Supplied material
//! In-process scripted provider.
//!
//! Used for offline runs (`type: mock` in configuration) and throughout the
//! test suites. Behaviour is scripted per call; once the script is exhausted
//! the default behaviour applies.

use async_trait::async_trait;
use gateway_core::{
    ChatChunk, ChunkStream, CompletionRequest, CompletionResponse, GatewayError, LLMProvider,
    Locality, MessageRole, ProviderType, Usage,
};
use parking_lot::Mutex;
use std::collections::VecDeque;
use std::sync::atomic::{AtomicU64, Ordering};
use std::time::Duration;

/// What a mock call does
#[derive(Debug, Clone, PartialEq, Eq)]
pub enum MockBehavior {
    /// Reply with the last user message prefixed by `Echo: `
    Echo,
    /// Reply with fixed text
    Reply(String),
    /// Fail as an upstream returning `status`
    Fail {
        /// HTTP status to report
        status: u16,
        /// Error message
        message: String,
    },
    /// Never complete
    Hang,
}

impl MockBehavior {
    /// Upstream failure with the given status
    #[must_use]
    pub fn fail(status: u16, message: impl Into<String>) -> Self {
        Self::Fail {
            status,
            message: message.into(),
        }
    }
}

/// Scripted provider
#[derive(Debug)]
pub struct MockProvider {
    id: String,
    locality: Locality,
    latency: Duration,
    default: MockBehavior,
    script: Mutex<VecDeque<MockBehavior>>,
    calls: AtomicU64,
    last_request: Mutex<Option<CompletionRequest>>,
}

impl MockProvider {
    /// Create a local echo provider
    #[must_use]
    pub fn new(id: impl Into<String>) -> Self {
        Self {
            id: id.into(),
            locality: Locality::Local,
            latency: Duration::ZERO,
            default: MockBehavior::Echo,
            script: Mutex::new(VecDeque::new()),
            calls: AtomicU64::new(0),
            last_request: Mutex::new(None),
        }
    }

    /// Set locality
    #[must_use]
    pub fn with_locality(mut self, locality: Locality) -> Self {
        self.locality = locality;
        self
    }

    /// Delay every call
    #[must_use]
    pub fn with_latency(mut self, latency: Duration) -> Self {
        self.latency = latency;
        self
    }

    /// Reply with fixed text once the script is exhausted
    #[must_use]
    pub fn with_reply(mut self, text: impl Into<String>) -> Self {
        self.default = MockBehavior::Reply(text.into());
        self
    }

    /// Set the behaviour used once the script is exhausted
    #[must_use]
    pub fn with_default(mut self, behavior: MockBehavior) -> Self {
        self.default = behavior;
        self
    }

    /// Queue a behaviour for the next unscripted call
    #[must_use]
    pub fn then(self, behavior: MockBehavior) -> Self {
        self.script.lock().push_back(behavior);
        self
    }

    /// Queue a behaviour on a shared provider
    pub fn push(&self, behavior: MockBehavior) {
        self.script.lock().push_back(behavior);
    }

    /// Calls received so far
    #[must_use]
    pub fn calls(&self) -> u64 {
        self.calls.load(Ordering::SeqCst)
    }

    /// Most recent request
    #[must_use]
    pub fn last_request(&self) -> Option<CompletionRequest> {
        self.last_request.lock().clone()
    }

    async fn begin(&self, request: &CompletionRequest) -> Result<String, GatewayError> {
        self.calls.fetch_add(1, Ordering::SeqCst);
        *self.last_request.lock() = Some(request.clone());
        let behavior = self
            .script
            .lock()
            .pop_front()
            .unwrap_or_else(|| self.default.clone());

        if !self.latency.is_zero() {
            tokio::time::sleep(self.latency).await;
        }

        match behavior {
            MockBehavior::Echo => {
                let last = request
                    .messages
                    .iter()
                    .rev()
                    .find(|m| m.role == MessageRole::User)
                    .map_or("", |m| m.content.as_str());
                Ok(format!("Echo: {last}"))
            }
            MockBehavior::Reply(text) => Ok(text),
            MockBehavior::Fail { status, message } => Err(GatewayError::provider(
                &self.id,
                message,
                Some(status),
                status == 429 || status >= 500,
            )),
            MockBehavior::Hang => std::future::pending().await,
        }
    }

    fn usage(request: &CompletionRequest, text: &str) -> Usage {
        let prompt: usize = request.messages.iter().map(|m| m.content.chars().count()).sum();
        let estimate = |chars: usize| u32::try_from(chars.div_ceil(4)).unwrap_or(u32::MAX).max(1);
        Usage::new(estimate(prompt), estimate(text.chars().count()))
    }
}

#[async_trait]
impl LLMProvider for MockProvider {
    fn id(&self) -> &str {
        &self.id
    }

    fn provider_type(&self) -> ProviderType {
        ProviderType::Mock
    }

    fn locality(&self) -> Locality {
        self.locality
    }

    async fn complete(
        &self,
        request: &CompletionRequest,
    ) -> Result<CompletionResponse, GatewayError> {
        let text = self.begin(request).await?;
        let usage = Self::usage(request, &text);
        Ok(CompletionResponse::new(&self.id, &request.model, text, usage))
    }

    async fn stream(&self, request: &CompletionRequest) -> Result<ChunkStream, GatewayError> {
        let text = self.begin(request).await?;
        let usage = Self::usage(request, &text);

        let mut chunks: Vec<Result<ChatChunk, GatewayError>> = text
            .split_inclusive(' ')
            .map(|word| Ok(ChatChunk::delta(word)))
            .collect();
        chunks.push(Ok(ChatChunk::finished("stop", Some(usage))));
        Ok(Box::pin(futures::stream::iter(chunks)))
    }
}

Task
How many of the lines above hold the word "iter"? Answer with only the number.

Task solution
3